But he didn’t do that. And, like he promised, he’d stopped reminding me that he could.

For the last few weeks we’d been just two teammates on the ice. Rikker just did his job feeding shots to Hartley, and I did my job warding off the other team’s offense. For the most part, my life had slipped back into control.

Until tonight.

Earlier this week, I’d realized that my parents’ visit to Harkness would rain down a new shower of awkward into my life. And that’s why I sat there gulping my pint in the restaurant, wondering how I could get a second one without making eye contact with the sexy waiter. Hell, my parents’ arrival in town made me want to change my drink order from ale to Bourbon.

“Mikey!”

I looked up to see my sister hoofing it in a skirt and heels across the room towards me. And my parents were right behind her. I stood up to greet them, taking the onslaught of affection like a man. My sister squeezed me, my mother tousled my hair and kissed me. My father gave me the regulation one-armed man hug with a back slap.
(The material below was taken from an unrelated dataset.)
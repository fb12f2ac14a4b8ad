pub mod forwarder;
pub mod verifier;

pub use forwarder::{AuthForwarder, VerifiedUser, USER_NAME_HEADER};
pub use verifier::CredentialVerifier;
We all sat down, and the family chatter began. My sister complained about her job while my father asked me questions about our last game, and what Coach had in mind for Saturday. Mr. Tight Pants came back to take drink orders and drop off a basket of warm cornbread. I took a single surreptitious glance at his ass as he walked away. I usually wouldn’t risk it when my family was around. But the place was crowded. I could have been looking at anybody.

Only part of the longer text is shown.